Then he attacked one of them. She was such a nice young woman, too. In all honesty, she was the nicest one, genuinely not looking down her nose at him every time they talked. She asked him what he was thinking about, why _he_ thought he felt bad some days, and even listened and responded while he talked to her.

If she hadn't been talking to Ryan like this, then she would have gotten injured even worse.

The angel had asked, "How are your teeth?"

"Itchy." he'd whimpered, trying to stretch his jaw this way and that. Curling his fingers up, he hugged his hands to his body. "And my fingers tickle."

She gazed at him sympathetically, placing a hand on his shoulder. He didn't flinch away; he liked the connection to humanity. "Do you want me to see if I can get you something? Maybe… Maybe an extra blanket or something? I have a puppy at home who's always chewing on his blanket. I think it helps his teeth… I bet it feels like your teeth do right now."

Ryan stared at her as she turned away to step out of the room. The tingles in his teeth and fingers got worse. He wanted to dig into the flesh… Her neck looked particularly nice. To bite into that soft, creamy-pale throat and just _clench_ his jaw sounded heavenly.

But she was kind, and he could resist the need to chew and claw on her. He didn't want to hurt her, or kill her, or anything of that nature. She was trying to help him, and he recognized that she was the only one who _cared_ on a personal level. The doctors treated him like some… case study.

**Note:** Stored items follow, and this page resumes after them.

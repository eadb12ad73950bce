/// Available commands and autocomplete logic

#[derive(Debug, Clone)]
pub struct Command {
  pub name: &'static str,
  pub aliases: &'static [&'static str],
  pub description: &'static str,
}

/// All available commands
pub const COMMANDS: &[Command] = &[
  Command {
    name: "years",
    aliases: &["y", "year"],
    description: "Academic years",
  },
  Command {
    name: "subjects",
    aliases: &["s", "subject"],
    description: "Subjects per year",
  },
  Command {
    name: "lectures",
    aliases: &["l", "lecture"],
    description: "Recorded lectures",
  },
  Command {
    name: "books",
    aliases: &["b", "book"],
    description: "Library books",
  },
  Command {
    name: "products",
    aliases: &["p", "product", "shop"],
    description: "Shop products",
  },
  Command {
    name: "news",
    aliases: &["n", "announcements"],
    description: "News and announcements",
  },
  Command {
    name: "professors",
    aliases: &["prof", "professor", "staff"],
    description: "Teaching staff",
  },
  Command {
    name: "quizzes",
    aliases: &["quiz", "exams"],
    description: "Quizzes",
  },
  Command {
    name: "retry",
    aliases: &["r", "reconnect"],
    description: "Retry the backend connection",
  },
  Command {
    name: "clear-cache",
    aliases: &["cc", "clear"],
    description: "Drop cached data for this resource",
  },
  Command {
    name: "quit",
    aliases: &["q", "exit"],
    description: "Exit acon",
  },
];

/// Get autocomplete suggestions for a given input
pub fn get_suggestions(input: &str) -> Vec<&'static Command> {
  let input_lower = input.trim().to_lowercase();

  if input_lower.is_empty() {
    return COMMANDS.iter().collect();
  }

  let mut matches: Vec<(&Command, u32)> = Vec::new();

  for cmd in COMMANDS {
    let priority = if cmd.name == input_lower {
      0
    } else if cmd.aliases.contains(&input_lower.as_str()) {
      1
    } else if cmd.name.starts_with(&input_lower) {
      2
    } else if cmd.aliases.iter().any(|a| a.starts_with(&input_lower)) {
      3
    } else if cmd.name.contains(&input_lower) {
      4
    } else if cmd.aliases.iter().any(|a| a.contains(&input_lower)) {
      5
    } else {
      continue;
    };
    matches.push((cmd, priority));
  }

  // Stable sort keeps declaration order within a priority
  matches.sort_by_key(|(_, priority)| *priority);

  matches.into_iter().map(|(cmd, _)| cmd).collect()
}

#[cfg(test)]
mod tests {
  use super::*;

  #[test]
  fn test_empty_input_returns_all() {
    let suggestions = get_suggestions("");
    assert_eq!(suggestions.len(), COMMANDS.len());
  }

  #[test]
  fn test_exact_match() {
    let suggestions = get_suggestions("books");
    assert_eq!(suggestions[0].name, "books");
  }

  #[test]
  fn test_alias_beats_prefix() {
    // "p" is an alias of products and a prefix of professors
    let suggestions = get_suggestions("p");
    assert_eq!(suggestions[0].name, "products");
    assert!(suggestions.iter().any(|c| c.name == "professors"));
  }

  #[test]
  fn test_prefix_match() {
    let suggestions = get_suggestions("lec");
    assert_eq!(suggestions[0].name, "lectures");
  }

  #[test]
  fn test_fuzzy_match() {
    let suggestions = get_suggestions("cache");
    assert_eq!(suggestions[0].name, "clear-cache");
  }

  #[test]
  fn test_no_match() {
    assert!(get_suggestions("zzz").is_empty());
  }
}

"No." He winced as she stepped towards him with the spare blanket. "Don't. Don't come closer."

"Mr. Kuhn? Are you okay? Is it… Is it your condition?" She frowned warily, looking concerned.

He nodded. "You… go. You should go. Now. Leave. Please?"

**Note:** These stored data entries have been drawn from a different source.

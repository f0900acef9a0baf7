//! Two-tier specification source resolution.
//!
//! The raw OpenAPI document is fetched from a primary remote location, falling
//! back to a secondary local file when the remote is unavailable. Two policy
//! flags pin the lookup to one tier: `--force-local` skips the remote entirely
//! and `--force-remote` turns a remote failure into a fatal error. This is a
//! best-effort two-tier lookup, not a retry loop: a single fetch attempt
//! (following redirects, with a fixed timeout) per tier.

use anyhow::{bail, Context, Result};
use serde_json::Value;
use std::path::Path;
use std::time::Duration;

/// Which tier satisfied the request. Recorded in the index and metadata.
#[derive(Debug, Clone, Copy, PartialEq, Eq)]
pub enum SpecSource {
    Remote,
    Local,
}

impl SpecSource {
    pub fn as_str(&self) -> &'static str {
        match self {
            SpecSource::Remote => "remote",
            SpecSource::Local => "local",
        }
    }
}

impl std::fmt::Display for SpecSource {
    fn fmt(&self, f: &mut std::fmt::Formatter<'_>) -> std::fmt::Result {
        f.write_str(self.as_str())
    }
}

const FETCH_TIMEOUT: Duration = Duration::from_secs(10);
const MAX_REDIRECTS: usize = 5;

/// Fetch the specification JSON from the remote location. Non-2xx status and
/// timeout are failures; redirects are followed up to [`MAX_REDIRECTS`].
async fn fetch_remote(url: &str) -> Result<Value> {
    let client = reqwest::Client::builder()
        .timeout(FETCH_TIMEOUT)
        .redirect(reqwest::redirect::Policy::limited(MAX_REDIRECTS))
        .build()
        .context("Failed to build HTTP client")?;

    let response = client
        .get(url)
        .send()
        .await
        .with_context(|| format!("Request to {} failed", url))?;

    let status = response.status();
    if !status.is_success() {
        bail!("HTTP {} from {}", status.as_u16(), url);
    }

    response
        .json::<Value>()
        .await
        .context("Remote specification is not valid JSON")
}

/// Read the specification JSON from the local fallback file.
fn read_local(path: &Path) -> Result<Value> {
    let content = std::fs::read_to_string(path)
        .with_context(|| format!("Spec file not found: {}", path.display()))?;
    serde_json::from_str(&content)
        .with_context(|| format!("Local specification is not valid JSON: {}", path.display()))
}

/// Obtain the raw specification, trying remote first unless pinned.
///
/// Progress is reported on stderr so stdout stays parseable.
pub async fn fetch_spec(
    remote_url: &str,
    local_path: &Path,
    force_local: bool,
    force_remote: bool,
) -> Result<(Value, SpecSource)> {
    if force_local {
        eprintln!("using local spec: {} (--force-local)", local_path.display());
        let spec = read_local(local_path)?;
        return Ok((spec, SpecSource::Local));
    }

    eprintln!("fetching spec from {}", remote_url);
    let remote_err = match fetch_remote(remote_url).await {
        Ok(spec) => {
            eprintln!("spec fetched from remote");
            return Ok((spec, SpecSource::Remote));
        }
        Err(err) => {
            eprintln!("remote unavailable: {:#}", err);
            err
        }
    };

    if force_remote {
        bail!(
            "Remote source unavailable and --force-remote is set: {:#}",
            remote_err
        );
    }

    eprintln!("falling back to local spec: {}", local_path.display());
    match read_local(local_path) {
        Ok(spec) => Ok((spec, SpecSource::Local)),
        Err(local_err) => bail!(
            "Could not obtain the specification from remote ({:#}) or local ({:#})",
            remote_err,
            local_err
        ),
    }
}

"I'm sorry, I can't. I'm here to help you." She took a step forward. "I know you don't want to hurt anyone. If you do slip, I won't get mad."

True to her word, she didn't get mad when, while handing him the blanket, he lunged and bit on her arm. It was a shallow bite – didn't even break the skin – but she let out a surprised yelp as one of the older, harsher nurses passed by the open door.

After that, they gave him a jacket with longer sleeves, so they could bind his arms. The young nurse was taken away from him and replaced with strict, older nurses. They were old enough to have grandchildren, and his animal instinct told him that they were weaker, easier to attack and kill.

Yes… kill. The more he had to put up with them and their cold words, the more he looked forward to attacking them if they were stupid enough to come near him. He even took to chewing his way out of his straightjacket. It was free dental care to him – God knew that for all their stupidity, they still wouldn't go near his mouth.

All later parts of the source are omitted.